Per definire questa modalità diversa in cui i fruitori e i produttori si ritrovano da cittadini e alleati serve un campo nuovo e serve non solo a noi ma ai tanti che si stanno muovendo con obiettivi simili pur se con percorsi diversi e cui proponiamo, attraverso Iafue, un patto di lavoro comune.

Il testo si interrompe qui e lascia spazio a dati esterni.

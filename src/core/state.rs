//! Core State trait for state machine states.
//!
//! A machine's states form a closed set, normally an enum. Each variant names
//! one state; whether it is a pass-through condition state is a property of
//! the variant itself.

use serde::{Deserialize, Serialize};
use std::fmt::Debug;

/// Trait for state machine states.
///
/// # Required Traits
///
/// - `Clone`: the graph hands out target states by value
/// - `PartialEq`: transitions are matched against the current state
/// - `Debug`: states show up in logs and assertions
/// - `Serialize` + `Deserialize`: transition history is serializable
///
/// # Example
///
/// ```rust
/// use statehost::core::State;
/// use serde::{Deserialize, Serialize};
///
/// #[derive(Clone, PartialEq, Debug, Serialize, Deserialize)]
/// enum Door {
///     Closed,
///     CheckLock,
///     Open,
///     Locked,
/// }
///
/// impl State for Door {
///     fn name(&self) -> &str {
///         match self {
///             Self::Closed => "Closed",
///             Self::CheckLock => "CheckLock",
///             Self::Open => "Open",
///             Self::Locked => "Locked",
///         }
///     }
///
///     fn is_condition(&self) -> bool {
///         matches!(self, Self::CheckLock)
///     }
/// }
/// ```
pub trait State: Clone + PartialEq + Debug + Serialize + for<'de> Deserialize<'de> + 'static {
    /// The state's name, used for display, logging and trigger tables.
    fn name(&self) -> &str;

    /// Whether this is a condition state.
    ///
    /// Entering a condition state immediately processes its own triggers, in
    /// definition order, until one of them completes a further transition.
    ///
    /// Default implementation returns `false`.
    fn is_condition(&self) -> bool {
        false
    }
}

#[cfg(test)]
mod tests {
    use super::*;

    #[derive(Clone, PartialEq, Debug, Serialize, Deserialize)]
    enum TestState {
        Idle,
        Decide,
        Running,
    }

    impl State for TestState {
        fn name(&self) -> &str {
            match self {
                Self::Idle => "Idle",
                Self::Decide => "Decide",
                Self::Running => "Running",
            }
        }

        fn is_condition(&self) -> bool {
            matches!(self, Self::Decide)
        }
    }

    #[test]
    fn state_name_returns_correct_value() {
        assert_eq!(TestState::Idle.name(), "Idle");
        assert_eq!(TestState::Decide.name(), "Decide");
        assert_eq!(TestState::Running.name(), "Running");
    }

    #[test]
    fn is_condition_identifies_pass_through_states() {
        assert!(!TestState::Idle.is_condition());
        assert!(TestState::Decide.is_condition());
        assert!(!TestState::Running.is_condition());
    }

    #[test]
    fn state_serializes_correctly() {
        let state = TestState::Running;
        let json = serde_json::to_string(&state).unwrap();
        let deserialized: TestState = serde_json::from_str(&json).unwrap();
        assert_eq!(state, deserialized);
    }
}
//! State transition history tracking.
//!
//! Every committed state swap is journaled with its timestamp, the trigger
//! that caused it and how deeply nested the swap was (condition states resolve
//! through nested transitions).

use super::state::State;
use chrono::{DateTime, Utc};
use serde::{Deserialize, Serialize};
use std::time::Duration;

/// Record of a single committed state swap.
///
/// # Example
///
/// ```rust
/// use statehost::core::{State, StateTransition};
/// use serde::{Deserialize, Serialize};
/// use chrono::Utc;
///
/// #[derive(Clone, PartialEq, Debug, Serialize, Deserialize)]
/// enum TaskState {
///     Pending,
///     Running,
/// }
///
/// impl State for TaskState {
///     fn name(&self) -> &str {
///         match self {
///             Self::Pending => "Pending",
///             Self::Running => "Running",
///         }
///     }
/// }
///
/// let transition = StateTransition {
///     from: Some(TaskState::Pending),
///     to: TaskState::Running,
///     trigger: Some("Run".to_string()),
///     timestamp: Utc::now(),
///     depth: 1,
/// };
/// ```
#[derive(Clone, Debug, Serialize, Deserialize)]
#[serde(bound = "")]
pub struct StateTransition<S: State> {
    /// The state being left, `None` for the first swap of a machine
    pub from: Option<S>,
    /// The state being entered
    pub to: S,
    /// Name of the trigger that caused the swap, if any
    pub trigger: Option<String>,
    /// When the swap was committed
    pub timestamp: DateTime<Utc>,
    /// Transition nesting depth at commit time (1 for a top-level transition)
    pub depth: usize,
}

/// Ordered history of state transitions.
///
/// `record` is pure and returns a new history; the machine's own journal is
/// appended in place and trimmed to its configured limit.
///
/// # Example
///
/// ```rust
/// use statehost::core::{State, StateHistory, StateTransition};
/// use serde::{Deserialize, Serialize};
/// use chrono::Utc;
///
/// #[derive(Clone, PartialEq, Debug, Serialize, Deserialize)]
/// enum WorkState {
///     Start,
///     Middle,
///     End,
/// }
///
/// impl State for WorkState {
///     fn name(&self) -> &str {
///         match self {
///             Self::Start => "Start",
///             Self::Middle => "Middle",
///             Self::End => "End",
///         }
///     }
/// }
///
/// let history = StateHistory::new()
///     .record(StateTransition {
///         from: Some(WorkState::Start),
///         to: WorkState::Middle,
///         trigger: None,
///         timestamp: Utc::now(),
///         depth: 1,
///     })
///     .record(StateTransition {
///         from: Some(WorkState::Middle),
///         to: WorkState::End,
///         trigger: None,
///         timestamp: Utc::now(),
///         depth: 1,
///     });
///
/// let path = history.get_path();
/// assert_eq!(path.len(), 3); // Start -> Middle -> End
/// ```
#[derive(Clone, Debug, Serialize, Deserialize)]
#[serde(bound = "")]
pub struct StateHistory<S: State> {
    transitions: Vec<StateTransition<S>>,
}

impl<S: State> Default for StateHistory<S> {
    fn default() -> Self {
        Self::new()
    }
}

impl<S: State> StateHistory<S> {
    pub fn new() -> Self {
        Self {
            transitions: Vec::new(),
        }
    }

    /// Record a transition, returning a new history.
    ///
    /// The existing history is left untouched. This is for hosts that keep
    /// their own journal alongside the machine; the machine's journal is
    /// appended in place and capped at
    /// [`MachineOptions::history_limit`](crate::machine::MachineOptions::history_limit).
    pub fn record(&self, transition: StateTransition<S>) -> Self {
        let mut transitions = self.transitions.clone();
        transitions.push(transition);
        Self { transitions }
    }

    /// Append in place, dropping the oldest entries beyond `limit`.
    pub(crate) fn push_bounded(&mut self, transition: StateTransition<S>, limit: usize) {
        if limit == 0 {
            return;
        }
        self.transitions.push(transition);
        if self.transitions.len() > limit {
            let excess = self.transitions.len() - limit;
            self.transitions.drain(..excess);
        }
    }

    /// Get the path of states traversed.
    ///
    /// Starts with the `from` state of the first transition when there is
    /// one, then the `to` state of each transition.
    pub fn get_path(&self) -> Vec<&S> {
        let mut path = Vec::new();
        if let Some(from) = self.transitions.first().and_then(|t| t.from.as_ref()) {
            path.push(from);
        }
        for transition in &self.transitions {
            path.push(&transition.to);
        }
        path
    }

    /// Duration from the first to the last recorded transition.
    pub fn duration(&self) -> Option<Duration> {
        if let (Some(first), Some(last)) = (self.transitions.first(), self.transitions.last()) {
            let duration = last.timestamp.signed_duration_since(first.timestamp);
            duration.to_std().ok()
        } else {
            None
        }
    }

    pub fn transitions(&self) -> &[StateTransition<S>] {
        &self.transitions
    }

    pub fn len(&self) -> usize {
        self.transitions.len()
    }

    pub fn is_empty(&self) -> bool {
        self.transitions.is_empty()
    }
}

#[cfg(test)]
mod tests {
    use super::*;

    #[derive(Clone, PartialEq, Debug, Serialize, Deserialize)]
    enum TestState {
        Initial,
        Processing,
        Complete,
    }

    impl State for TestState {
        fn name(&self) -> &str {
            match self {
                Self::Initial => "Initial",
                Self::Processing => "Processing",
                Self::Complete => "Complete",
            }
        }
    }

    fn swap(from: Option<TestState>, to: TestState) -> StateTransition<TestState> {
        StateTransition {
            from,
            to,
            trigger: None,
            timestamp: Utc::now(),
            depth: 1,
        }
    }

    #[test]
    fn new_history_is_empty() {
        let history: StateHistory<TestState> = StateHistory::new();
        assert!(history.is_empty());
        assert!(history.get_path().is_empty());
        assert!(history.duration().is_none());
    }

    #[test]
    fn record_is_immutable() {
        let history = StateHistory::new();
        let new_history = history.record(swap(Some(TestState::Initial), TestState::Processing));

        assert_eq!(history.len(), 0);
        assert_eq!(new_history.len(), 1);
    }

    #[test]
    fn path_skips_missing_origin() {
        let history = StateHistory::new()
            .record(swap(None, TestState::Initial))
            .record(swap(Some(TestState::Initial), TestState::Complete));

        assert_eq!(
            history.get_path(),
            vec![&TestState::Initial, &TestState::Complete]
        );
    }

    #[test]
    fn push_bounded_keeps_newest_entries() {
        let mut history = StateHistory::new();
        history.push_bounded(swap(None, TestState::Initial), 2);
        history.push_bounded(swap(Some(TestState::Initial), TestState::Processing), 2);
        history.push_bounded(swap(Some(TestState::Processing), TestState::Complete), 2);

        assert_eq!(history.len(), 2);
        assert_eq!(history.transitions()[0].to, TestState::Processing);
        assert_eq!(history.transitions()[1].to, TestState::Complete);
    }

    #[test]
    fn zero_limit_disables_journal() {
        let mut history = StateHistory::new();
        history.push_bounded(swap(None, TestState::Initial), 0);
        assert!(history.is_empty());
    }

    #[test]
    fn history_serializes_correctly() {
        let history = StateHistory::new().record(swap(None, TestState::Initial));

        let json = serde_json::to_string(&history).unwrap();
        let deserialized: StateHistory<TestState> = serde_json::from_str(&json).unwrap();

        assert_eq!(history.len(), deserialized.len());
        assert_eq!(deserialized.transitions()[0].to, TestState::Initial);
    }
}
#[cfg(test)]
mod tests {
    use super::*;
    use crate::builder::{simple_transition, MachineBuilder, StateGraphBuilder, TransitionBuilder};
    use crate::events::handler;
    use crate::schedule::TickLoop;

    crate::state_enum! {
        enum Flow {
            Idle,
            Decide,
            Busy,
            Done,
        }
        condition: [Decide]
    }

    fn build(graph: StateGraph<Flow>, tick_loop: &Rc<TickLoop>) -> Rc<StateMachine<Flow>> {
        MachineBuilder::new()
            .graph(graph)
            .initial(Flow::Idle)
            .scheduler(Rc::clone(tick_loop))
            .build()
            .unwrap()
    }

    #[test]
    fn start_enters_initial_state() {
        let tick_loop = TickLoop::new();
        let graph = StateGraphBuilder::new()
            .add_transition(simple_transition(Flow::Idle, "Go", Flow::Busy))
            .build()
            .unwrap();
        let machine = build(graph, &tick_loop);

        assert!(machine.current_state().is_none());
        assert!(!machine.is_working());
        assert!(machine.start().unwrap());
        assert_eq!(machine.current_state().unwrap().name(), "Idle");
        assert!(machine.is_working());
        assert_eq!(machine.depth(), 0);
    }

    #[test]
    fn firing_only_enqueues() {
        let tick_loop = TickLoop::new();
        let graph = StateGraphBuilder::new()
            .add_transition(simple_transition(Flow::Idle, "Go", Flow::Busy))
            .build()
            .unwrap();
        let machine = build(graph, &tick_loop);
        machine.start().unwrap();

        machine.fire("Go").unwrap();
        machine.fire("Go").unwrap();

        assert_eq!(machine.current_state().unwrap().name(), "Idle");
        assert_eq!(machine.pending_triggers(), 2);
        assert_eq!(tick_loop.pending(), 1);

        tick_loop.run_until_idle().unwrap();
        assert_eq!(machine.current_state().unwrap().name(), "Busy");
        assert_eq!(machine.pending_triggers(), 0);
    }

    #[test]
    fn fire_before_start_is_unknown_trigger() {
        let tick_loop = TickLoop::new();
        let graph = StateGraphBuilder::new()
            .add_transition(simple_transition(Flow::Idle, "Go", Flow::Busy))
            .build()
            .unwrap();
        let machine = build(graph, &tick_loop);

        assert!(matches!(
            machine.fire("Go"),
            Err(MachineError::UnknownTrigger { .. })
        ));
    }

    #[test]
    fn condition_state_resolves_recursively() {
        let tick_loop = TickLoop::new();
        let graph = StateGraphBuilder::new()
            .add_transition(simple_transition(Flow::Idle, "Go", Flow::Decide))
            .transition(
                TransitionBuilder::new()
                    .from(Flow::Decide)
                    .on("Maybe")
                    .to(Flow::Busy)
                    .when(|_| false),
            )
            .unwrap()
            .add_transition(simple_transition(Flow::Decide, "Else", Flow::Done))
            .build()
            .unwrap();
        let machine = build(graph, &tick_loop);
        machine.start().unwrap();

        let depths = Rc::new(RefCell::new(Vec::new()));
        let sink = Rc::clone(&depths);
        let weak = Rc::downgrade(&machine);
        let observer = handler(move |_: &TransitionEvent<Flow>| {
            if let Some(machine) = weak.upgrade() {
                sink.borrow_mut().push(machine.depth());
            }
        });
        machine.start_transition().subscribe(&observer);

        machine.fire("Go").unwrap();
        tick_loop.run_until_idle().unwrap();

        assert_eq!(machine.current_state().unwrap().name(), "Done");
        assert_eq!(*depths.borrow(), vec![1, 2, 2]);
        assert_eq!(machine.depth(), 0);
    }

    #[test]
    fn blocked_condition_state_surfaces_error() {
        let tick_loop = TickLoop::new();
        let graph = StateGraphBuilder::new()
            .add_transition(simple_transition(Flow::Idle, "Go", Flow::Decide))
            .transition(
                TransitionBuilder::new()
                    .from(Flow::Decide)
                    .on("Never")
                    .to(Flow::Busy)
                    .when(|_| false),
            )
            .unwrap()
            .build()
            .unwrap();
        let machine = build(graph, &tick_loop);
        machine.start().unwrap();

        machine.fire("Go").unwrap();

        assert_eq!(
            tick_loop.run_until_idle(),
            Err(MachineError::ConditionStateBlocked {
                state: "Decide".to_string()
            })
        );
        assert_eq!(machine.depth(), 0);
    }

    #[test]
    fn in_guard_flag_clears_after_rejection() {
        let tick_loop = TickLoop::new();
        let seen_in_guard = Rc::new(Cell::new(false));
        let flag = Rc::clone(&seen_in_guard);
        let graph = StateGraphBuilder::new()
            .transition(
                TransitionBuilder::new()
                    .from(Flow::Idle)
                    .on("Go")
                    .to(Flow::Busy)
                    .when(move |m| {
                        flag.set(m.is_in_guard());
                        false
                    }),
            )
            .unwrap()
            .build()
            .unwrap();
        let machine = build(graph, &tick_loop);
        machine.start().unwrap();

        machine.fire("Go").unwrap();
        tick_loop.run_until_idle().unwrap();

        assert!(seen_in_guard.get());
        assert!(!machine.is_in_guard());
        assert_eq!(machine.current_state().unwrap().name(), "Idle");
    }

    #[test]
    fn nested_guard_keeps_outer_guard_flagged() {
        let tick_loop = TickLoop::new();
        let inner_flagged = Rc::new(Cell::new(false));
        let outer_flagged_after = Rc::new(Cell::new(false));
        let inner = Rc::clone(&inner_flagged);
        let outer = Rc::clone(&outer_flagged_after);
        let graph = StateGraphBuilder::new()
            .transition(
                TransitionBuilder::new()
                    .from(Flow::Idle)
                    .on("Go")
                    .to(Flow::Done)
                    .when(move |m| {
                        let peek = Trigger::bound(Weak::clone(&m.this), "Peek");
                        assert_eq!(m.handle_trigger(&peek), Ok(true));
                        outer.set(m.is_in_guard());
                        false
                    }),
            )
            .unwrap()
            .transition(
                TransitionBuilder::new()
                    .from(Flow::Idle)
                    .on("Peek")
                    .to(Flow::Busy)
                    .when(move |m| {
                        inner.set(m.is_in_guard());
                        true
                    }),
            )
            .unwrap()
            .build()
            .unwrap();
        let machine = build(graph, &tick_loop);
        machine.start().unwrap();

        machine.fire("Go").unwrap();
        tick_loop.run_until_idle().unwrap();

        assert!(inner_flagged.get());
        assert!(outer_flagged_after.get());
        assert!(!machine.is_in_guard());
        assert_eq!(machine.current_state().unwrap().name(), "Busy");
        assert_eq!(machine.depth(), 0);
    }

    #[test]
    fn dispose_is_idempotent_and_drops_pending_work() {
        let tick_loop = TickLoop::new();
        let graph = StateGraphBuilder::new()
            .add_transition(simple_transition(Flow::Idle, "Go", Flow::Busy))
            .build()
            .unwrap();
        let machine = build(graph, &tick_loop);
        machine.start().unwrap();
        machine.fire("Go").unwrap();

        machine.dispose();
        machine.dispose();

        assert!(machine.is_disposed());
        assert_eq!(machine.pending_triggers(), 0);
        assert!(machine.current_state().unwrap().is_disposed());
        assert_eq!(tick_loop.run_until_idle().unwrap(), 1);
        assert!(!machine.start().unwrap());
    }

    #[test]
    fn history_journals_commits() {
        let tick_loop = TickLoop::new();
        let graph = StateGraphBuilder::new()
            .add_transition(simple_transition(Flow::Idle, "Go", Flow::Busy))
            .add_transition(simple_transition(Flow::Busy, "Finish", Flow::Done))
            .build()
            .unwrap();
        let machine = build(graph, &tick_loop);
        machine.start().unwrap();
        machine.fire("Go").unwrap();
        tick_loop.run_until_idle().unwrap();
        machine.fire("Finish").unwrap();
        tick_loop.run_until_idle().unwrap();

        let history = machine.history();
        assert_eq!(
            history.get_path(),
            vec![&Flow::Idle, &Flow::Busy, &Flow::Done]
        );
        assert_eq!(history.transitions()[1].trigger.as_deref(), Some("Go"));
        assert!(history.transitions().iter().all(|t| t.depth == 1));
    }

    #[test]
    fn host_journal_outlives_capped_history() {
        let tick_loop = TickLoop::new();
        let graph = StateGraphBuilder::new()
            .add_transition(simple_transition(Flow::Idle, "Go", Flow::Busy))
            .add_transition(simple_transition(Flow::Busy, "Back", Flow::Idle))
            .build()
            .unwrap();
        let machine = MachineBuilder::new()
            .graph(graph)
            .initial(Flow::Idle)
            .scheduler(Rc::clone(&tick_loop))
            .history_limit(2)
            .build()
            .unwrap();
        machine.start().unwrap();

        let mut journal = StateHistory::new();
        for name in ["Go", "Back", "Go", "Back"] {
            machine.fire(name).unwrap();
            tick_loop.run_until_idle().unwrap();
            let latest = machine.history().transitions().last().cloned().unwrap();
            journal = journal.record(latest);
        }

        assert_eq!(machine.history().len(), 2);
        assert_eq!(journal.len(), 4);
        assert_eq!(
            journal.get_path(),
            vec![&Flow::Idle, &Flow::Busy, &Flow::Idle, &Flow::Busy, &Flow::Idle]
        );
    }
}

Un campo che va costruito insieme, con il contributo delle diverse esperienze, con la capacità di fare rete, di confrontarsi di integrarsi fuori socializzando i progetti e confrontando le esperienze.

Se sapremo fare questo, saremo insieme oltre la prigione della logica del “Brand” in cui le diverse esperienze corrono il rischio di ricacciarsi finendo, infine, per occupare uno “Scaffale” in un mercato globale che, ancora una volta, avrà vinto assorbendo le nostre istanze e sussumendoci nella vetrina di nicchia di turno.

Così, Iafue PerlaTerra avvia questi prossimi quindici giorni e fino alla fine di febbraio, chiamando nell’ora di trasmissione serale fra le 19 e le 20 a raccontarsi una serie di esperienze già in campo. Ognuna di loro diversa e originale e, ad ognuna di loro, verrà chiesto non già di “confluire” da qualche parte quanto, piuttosto, di trovare un terreno di scambio e relazione per fare più forte il percorso e la proposta nella Società verso la Sovranità Alimentare.

Dal primo febbraio, poi, sarà altra musica ma ne parlemo al tempo giusto.